Financial Assurances of Compensatory Mitigation Projects

Published Feb. 21, 2017
Truck and excavator conducting earthwork

Truck and excavator conducting earthwork

Planting of vegetation for restoration

Planting of vegetation for restoration

What are financial assurances?
A mechanism to help ensure that a compensatory mitigation project is successfully completed. Financial assurances provide resources to correct, complete, or replace a compensatory mitigation project in the event that the responsible party (permittee, mitigation bank sponsor, or in-lieu fee program sponsor) is unable or unwilling to do so. In other words, financial assurances help to manage the risk of failing to successfully complete a compensatory mitigation project, including its performance standards (milestones).

What are the requirements for financial assurances?
Financial assurances are considered to be one of the 12 fundamental elements of a compensatory mitigation plan. U.S. Army Corps of Engineers (USACE) regulations state that sufficient financial assurances or an alternative mechanism shall be required to ensure a high level of confidence that a compensatory mitigation project will be successfully completed in accordance with applicable performance standards. Some parties, such as some state government agencies, do not have the legal authority to post financial assurances but are able to provide that high level of confidence by executing a formal documented commitment to successful completion of mitigation projects. In some situations that commitment may be a sufficient guarantee of performance.

What are the requirements for financial assurances?
Financial assurances are considered to be one of the 12 fundamental elements of a compensatory mitigation plan. U.S. Army Corps of Engineers (USACE) regulations state that sufficient financial assurances or an alternative mechanism shall be required to ensure a high level of confidence that a compensatory mitigation project will be successfully completed in accordance with applicable performance standards. Some parties, such as some state government agencies, do not have the legal authority to post financial assurances but are able to provide that high level of confidence by executing a formal documented commitment to successful completion of mitigation projects. In some situations that commitment may be a sufficient guarantee of performance.

What forms may financial assurances take?
Performance bonds, letters of credit, escrow accounts, casualty insurance, and legislative appropriations have all been used to provide financial assurances for mitigation projects.

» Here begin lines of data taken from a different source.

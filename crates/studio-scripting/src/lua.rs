//! Lua backend over an embedded `mlua` state.
//!
//! All scripts share one Lua state. Each script runs in its own environment
//! table that falls back to the shared globals, so scripts see the standard
//! library but do not clobber each other's top-level names.

use std::collections::HashMap;
use std::sync::Arc;

use mlua::{Function, Lua, RegistryKey, Table, Value, Variadic};
use parking_lot::Mutex;

use crate::config::LuaConfig;
use crate::detach::CallbackRecord;
use crate::log_level;
use crate::script::{Script, ScriptBackend, ScriptId, ScriptLanguage, SearchPathSet};

type Handlers = Arc<Mutex<Vec<(Arc<CallbackRecord>, RegistryKey)>>>;

struct LuaScript {
    env: RegistryKey,
    handlers: Handlers,
}

#[derive(Debug, Clone, Copy, PartialEq, Eq)]
enum Phase {
    Uninitialized,
    Ready,
    Unavailable,
}

struct LuaState {
    phase: Phase,
    lua: Option<Lua>,
    host: Option<RegistryKey>,
    search_paths: SearchPathSet,
    scripts: HashMap<ScriptId, LuaScript>,
}

/// Backend for `.lua` scripts.
pub struct LuaBackend {
    config: LuaConfig,
    state: Mutex<LuaState>,
}

impl LuaBackend {
    pub fn new(config: LuaConfig) -> Self {
        Self {
            config,
            state: Mutex::new(LuaState {
                phase: Phase::Uninitialized,
                lua: None,
                host: None,
                search_paths: SearchPathSet::new(),
                scripts: HashMap::new(),
            }),
        }
    }

    fn ensure_ready(&self, state: &mut LuaState) -> bool {
        match state.phase {
            Phase::Ready => true,
            Phase::Unavailable => false,
            Phase::Uninitialized => {
                let lua = Lua::new();
                match install_host(&lua) {
                    Ok(host) => {
                        state.host = Some(host);
                        state.lua = Some(lua);
                        state.phase = Phase::Ready;
                        tracing::debug!(
                            host_module = %self.config.host_module,
                            "Lua runtime ready"
                        );
                        true
                    }
                    Err(err) => {
                        tracing::warn!(
                            language = "Lua",
                            error = %err,
                            "Failed to initialize Lua runtime"
                        );
                        state.phase = Phase::Unavailable;
                        false
                    }
                }
            }
        }
    }

    fn run_script(
        &self,
        lua: &Lua,
        host: &RegistryKey,
        script: &Script,
    ) -> mlua::Result<LuaScript> {
        let source = std::fs::read_to_string(script.path()).map_err(mlua::Error::external)?;
        let handlers: Handlers = Arc::default();

        let env = lua.create_table()?;
        let meta = lua.create_table()?;
        meta.set("__index", lua.globals())?;
        env.set_metatable(Some(meta));

        env.set(self.config.host_module.as_str(), lua.registry_value::<Table>(host)?)?;
        env.set(crate::SCRIPT_DIR_CONSTANT, script.dir())?;

        let dir = script.dir().to_string();
        env.set(
            "get_script_path",
            lua.create_function(move |_, ()| Ok(dir.clone()))?,
        )?;

        let owner = script.path().to_string();
        let registered = Arc::clone(&handlers);
        env.set(
            "on",
            lua.create_function(move |lua, (event, handler): (String, Function)| {
                let key = lua.create_registry_value(handler.clone())?;
                let record = CallbackRecord::new(event, owner.as_str(), ScriptLanguage::Lua);
                registered.lock().push((record, key));
                Ok(handler)
            })?,
        )?;

        lua.load(source.trim_start_matches('\u{FEFF}'))
            .set_name(format!("@{}", script.path()))
            .set_environment(env.clone())
            .exec()?;

        if let Value::Function(hook) = env.get::<_, Value>(crate::LOAD_HOOK)? {
            hook.call::<_, ()>(())?;
        }

        Ok(LuaScript {
            env: lua.create_registry_value(env)?,
            handlers,
        })
    }
}

/// Build the host table and route `print` to the host log. Returns the
/// registry handle of the host table.
fn install_host(lua: &Lua) -> mlua::Result<RegistryKey> {
    let host = lua.create_table()?;
    host.set(
        "log",
        lua.create_function(|_, (level, message): (i64, String)| {
            crate::script_log(level, "lua", &message);
            Ok(())
        })?,
    )?;
    host.set("LOG_ERROR", log_level::ERROR)?;
    host.set("LOG_WARNING", log_level::WARNING)?;
    host.set("LOG_INFO", log_level::INFO)?;
    host.set("LOG_DEBUG", log_level::DEBUG)?;

    let print = lua.create_function(|lua, args: Variadic<Value>| {
        let tostring: Function = lua.globals().get("tostring")?;
        let mut line = String::new();
        for (index, value) in args.into_iter().enumerate() {
            if index > 0 {
                line.push('\t');
            }
            line.push_str(&tostring.call::<_, String>(value)?);
        }
        crate::script_log(log_level::INFO, "lua", &line);
        Ok(())
    })?;
    lua.globals().set("print", print)?;

    lua.create_registry_value(host)
}

fn release(lua: &Lua, script: LuaScript) -> Vec<Arc<CallbackRecord>> {
    let handlers = std::mem::take(&mut *script.handlers.lock());
    let mut records = Vec::with_capacity(handlers.len());
    for (record, key) in handlers {
        if let Err(err) = lua.remove_registry_value(key) {
            tracing::debug!(error = %err, "Failed to release Lua callback");
        }
        records.push(record);
    }
    if let Err(err) = lua.remove_registry_value(script.env) {
        tracing::debug!(error = %err, "Failed to release Lua script environment");
    }
    records
}

impl ScriptBackend for LuaBackend {
    fn language(&self) -> ScriptLanguage {
        ScriptLanguage::Lua
    }

    fn bootstrap(&self) -> bool {
        let mut state = self.state.lock();
        self.ensure_ready(&mut state)
    }

    fn is_ready(&self) -> bool {
        self.state.lock().phase == Phase::Ready
    }

    fn add_search_path(&self, dir: &str) -> bool {
        if dir.is_empty() {
            return false;
        }
        let mut state = self.state.lock();
        if state.search_paths.contains(dir) || !self.ensure_ready(&mut state) {
            return false;
        }
        let Some(lua) = state.lua.as_ref() else {
            return false;
        };

        let appended = (|| -> mlua::Result<()> {
            let package: Table = lua.globals().get("package")?;
            let current: String = package.get("path")?;
            package.set("path", format!("{current};{dir}?.lua"))
        })();

        match appended {
            Ok(()) => state.search_paths.insert(dir),
            Err(err) => {
                tracing::warn!(path = dir, error = %err, "Failed to extend Lua package.path");
                false
            }
        }
    }

    fn search_path(&self) -> Vec<String> {
        let state = self.state.lock();
        let Some(lua) = state.lua.as_ref() else {
            return Vec::new();
        };
        let path = lua
            .globals()
            .get::<_, Table>("package")
            .and_then(|package| package.get::<_, String>("path"));
        match path {
            Ok(path) => path
                .split(';')
                .filter(|entry| !entry.is_empty())
                .map(str::to_string)
                .collect(),
            Err(_) => Vec::new(),
        }
    }

    fn import_script(&self, script: &Script) -> bool {
        let mut state = self.state.lock();
        if !self.ensure_ready(&mut state) {
            tracing::warn!(script = script.path(), "Lua runtime is unavailable");
            return false;
        }
        let (Some(lua), Some(host)) = (state.lua.as_ref(), state.host.as_ref()) else {
            return false;
        };

        match self.run_script(lua, host, script) {
            Ok(loaded) => {
                state.scripts.insert(script.id(), loaded);
                tracing::debug!(script = script.path(), "Loaded Lua script");
                true
            }
            Err(err) => {
                tracing::warn!(script = script.path(), error = %err, "Failed to load Lua script");
                lua.expire_registry_values();
                false
            }
        }
    }

    fn release_script(&self, script: &Script) -> Vec<Arc<CallbackRecord>> {
        let mut state = self.state.lock();
        let Some(loaded) = state.scripts.remove(&script.id()) else {
            return Vec::new();
        };
        let Some(lua) = state.lua.as_ref() else {
            return std::mem::take(&mut *loaded.handlers.lock())
                .into_iter()
                .map(|(record, _)| record)
                .collect();
        };

        let hook = lua
            .registry_value::<Table>(&loaded.env)
            .and_then(|env| env.get::<_, Value>(crate::UNLOAD_HOOK));
        match hook {
            Ok(Value::Function(hook)) => {
                if let Err(err) = hook.call::<_, ()>(()) {
                    tracing::warn!(
                        script = script.path(),
                        error = %err,
                        "Lua script unload hook failed"
                    );
                }
            }
            Ok(_) => {}
            Err(err) => {
                tracing::warn!(script = script.path(), error = %err, "Lua script environment lost");
            }
        }

        let records = release(lua, loaded);
        lua.expire_registry_values();
        records
    }

    fn emit(&self, script: &Script, event: &str, payload: &str) -> usize {
        let state = self.state.lock();
        let (Some(lua), Some(loaded)) = (state.lua.as_ref(), state.scripts.get(&script.id())) else {
            return 0;
        };

        // Snapshot first: a callback may register more callbacks.
        let targets: Vec<_> = loaded
            .handlers
            .lock()
            .iter()
            .filter(|(record, _)| record.event() == event)
            .filter_map(|(record, key)| {
                let guard = record.enter()?;
                let handler = lua.registry_value::<Function>(key).ok()?;
                Some((guard, handler))
            })
            .collect();

        let mut ran = 0;
        for (guard, handler) in targets {
            if let Err(err) = handler.call::<_, ()>(payload) {
                tracing::warn!(
                    script = script.path(),
                    event = guard.event(),
                    error = %err,
                    "Lua callback failed"
                );
            }
            ran += 1;
        }
        ran
    }

    fn shutdown(&self) {
        let mut state = self.state.lock();
        state.search_paths.clear();
        if !state.scripts.is_empty() {
            tracing::warn!(count = state.scripts.len(), "Lua scripts still loaded at shutdown");
        }
        let scripts: Vec<_> = state.scripts.drain().map(|(_, script)| script).collect();
        if let Some(lua) = state.lua.as_ref() {
            for script in scripts {
                release(lua, script);
            }
        }
        state.host = None;
        state.lua = None;
        // The next bootstrap builds a fresh state.
        if state.phase == Phase::Ready {
            state.phase = Phase::Uninitialized;
        }
    }
}

impl std::fmt::Debug for LuaBackend {
    fn fmt(&self, f: &mut std::fmt::Formatter<'_>) -> std::fmt::Result {
        let state = self.state.lock();
        f.debug_struct("LuaBackend")
            .field("phase", &state.phase)
            .field("scripts", &state.scripts.len())
            .finish_non_exhaustive()
    }
}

The decision as to what is an appropriate financial assurance mechanism is the USACE District’s decision.

How is the amount of a financial assurance determined?
The amount of a financial assurance is determined by the responsible party (permittee, mitigation bank or in-lieu fee program sponsor) in consultation with USACE. The amount of the assurance will include consideration of the size of the project, complexity, degree of completion, likelihood of success, etc. The dollar amount of assurances is based on the full cost of providing compensatory mitigation and may include costs for:

  • Land
  • Planning, design, & engineering
  • Construction & Planting
  • Monitoring & maintenance
  • Reasonably foreseeable corrective measures
  • Contingencies
  • Legal & administrative measures

What is the timing for implementation of a financial assurance?

  • Financial assurances must be in place prior to commencing permitted work in waters of the U.S. (including wetlands and streams).
  • Financial assurances can be phased out as mitigation projects meet their performance milestones. The conditions for phasing out or releasing financial assurances must be spelled out in the permit, mitigation plan, or the mitigation bank or in-lieu fee program instrument.
  • USACE must receive notice not less than 120 days in advance of a termination or expiration of a financial assurance.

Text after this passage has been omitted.